A few weeks ago, NASA published striking satellite images of the massive reduction in air pollution (specifically, NO2) over China resulting from the economic slow-down in that country following it's aggressive response to COVID-19.
Source: NASA |
Given the huge amount of evidence that breathing dirty air contributes heavily to premature mortality, a natural -- if admittedly strange -- question is whether the lives saved from this reduction in pollution caused by economic disruption from COVID-19 exceeds the death toll from the virus itself. Even under very conservative assumptions, I think the answer is a clear "yes".
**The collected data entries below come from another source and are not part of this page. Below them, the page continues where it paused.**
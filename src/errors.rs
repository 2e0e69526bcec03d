// This Source Code Form is subject to the terms of the Mozilla Public
// License, v. 2.0. If a copy of the MPL was not distributed with this
// file, You can obtain one at http://mozilla.org/MPL/2.0/.

//! Errors raised while configuring or running a render.
//!
//! Configuration errors are caught before any rank is started.
//! Everything else is a broken invariant of the farming protocol; none
//! of those are recovered from, the run is abandoned and no grid is
//! produced.

use std::io;

use channel::Rank;

/// A configuration the renderer refuses to start with.
#[derive(Debug, Fail, PartialEq)]
pub enum ConfigError {
    /// Both grid dimensions must be at least two cells, otherwise the
    /// pixel-to-point mapping divides by zero.
    #[fail(display = "grid must be at least 2x2, got {}x{}", cols, rows)]
    GridTooSmall {
        /// Requested row count.
        rows: usize,
        /// Requested column count.
        cols: usize,
    },

    /// The grid has more cells than a single buffer or frame can hold.
    #[fail(display = "grid of {}x{} cells is too large", cols, rows)]
    GridTooLarge {
        /// Requested row count.
        rows: usize,
        /// Requested column count.
        cols: usize,
    },

    /// The viewport has no area (`xmin >= xmax` or `ymin >= ymax`).
    #[fail(display = "viewport spans {} by {}; both must be positive", dx, dy)]
    EmptyViewport {
        /// Width of the viewport on the real axis.
        dx: f64,
        /// Height of the viewport on the imaginary axis.
        dy: f64,
    },

    /// Tasks must cover at least one cell.
    #[fail(display = "task size must be at least 1")]
    ZeroTaskSize,

    /// Every worker must be allowed at least one outstanding task.
    #[fail(display = "credit must be at least 1")]
    ZeroCredit,

    /// A farm needs at least one worker besides the coordinator.
    #[fail(display = "at least one worker is required")]
    NoWorkers,

    /// Workers need at least one thread to compute on.
    #[fail(display = "worker thread count must be at least 1")]
    ZeroThreads,
}

/// Everything that can stop a render.
#[derive(Debug, Fail)]
pub enum Error {
    /// Rejected before any work was dispatched.
    #[fail(display = "configuration error: {}", _0)]
    Config(#[cause] ConfigError),

    /// A message or a grid write broke the farming protocol.
    #[fail(display = "protocol violation: {}", _0)]
    Protocol(String),

    /// The peer's end of the mesh is gone.
    #[fail(display = "rank {} disconnected", rank)]
    Disconnected {
        /// The rank that went away.
        rank: Rank,
    },

    /// A rank, or one of a worker's compute threads, panicked.
    #[fail(display = "a rank panicked during the render")]
    RankPanicked,

    /// The grid was read before every cell had been written.
    #[fail(display = "grid incomplete: {} of {} cells written", written, total)]
    Incomplete {
        /// Cells written so far.
        written: usize,
        /// Cells in the grid.
        total: usize,
    },

    /// Writing results out failed.
    #[fail(display = "I/O error: {}", _0)]
    Io(#[cause] io::Error),
}

impl Error {
    /// Shorthand for building a protocol violation.
    pub fn protocol<S: Into<String>>(message: S) -> Error {
        Error::Protocol(message.into())
    }
}

impl From<ConfigError> for Error {
    fn from(err: ConfigError) -> Error {
        Error::Config(err)
    }
}

impl From<io::Error> for Error {
    fn from(err: io::Error) -> Error {
        Error::Io(err)
    }
}

/// Result alias used throughout the crate.
pub type Result<T> = ::std::result::Result<T, Error>;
Here are the ingredients to doing this calculation [Edit: see additional details I added at end of this post, if really wanting to nerd out]. First we need to know how much the economic disruption caused by COVID-19 in China reduced air pollution in the country. The estimates already discussed suggest about a 10ug/m3 reduction in PM across China in Jan-Feb of 2020 relative to the same months in the previous 2 years (I get this from eyeballing the figure mid-way down the blog post). To confirm these results in independent data, I downloaded hourly PM2.5 data from US government sensors in four main cities in China (Beijing, Shanghai, Chengdu, and Guangzhou). I calculated the daily average (and trailing 7-day mean) of PM2.5 since Jan 2016, and then again compared Jan-Feb 2020 to all other Jan-Feb periods in these cities.
I find results that are highly consistent with the above analysis. Below is a plot of the data in each city. The blue line is the 7-day average in 2020, and the thick red line is the same average over the years 2016-19 (thin red lines are each individual year in that span). On average across these four cities, I find an average daily reduction of 15-17ug/m3 PM2.5 across both Jan-Feb 2020 relative to the average in the previous four years. This average difference is highly statistically significant. As in the above analysis, Beijing appears to be the outlier, with no decline in PM relative to past years when analyzed on its own.
PM2.5 concentrations in four Chinese cities in Jan-Feb 2016-2019 (red lines) vs same period in 2020 (blue lines). All cities except Beijing show substantial overall reductions during the period. |
To be very conservative, let’s then assume COVID-19 reduced PM2.5 on average by 10ug/m3 for in China, that this effect only lasted 2 months, and that only some urban areas (and no rural areas) experienced this change (see below).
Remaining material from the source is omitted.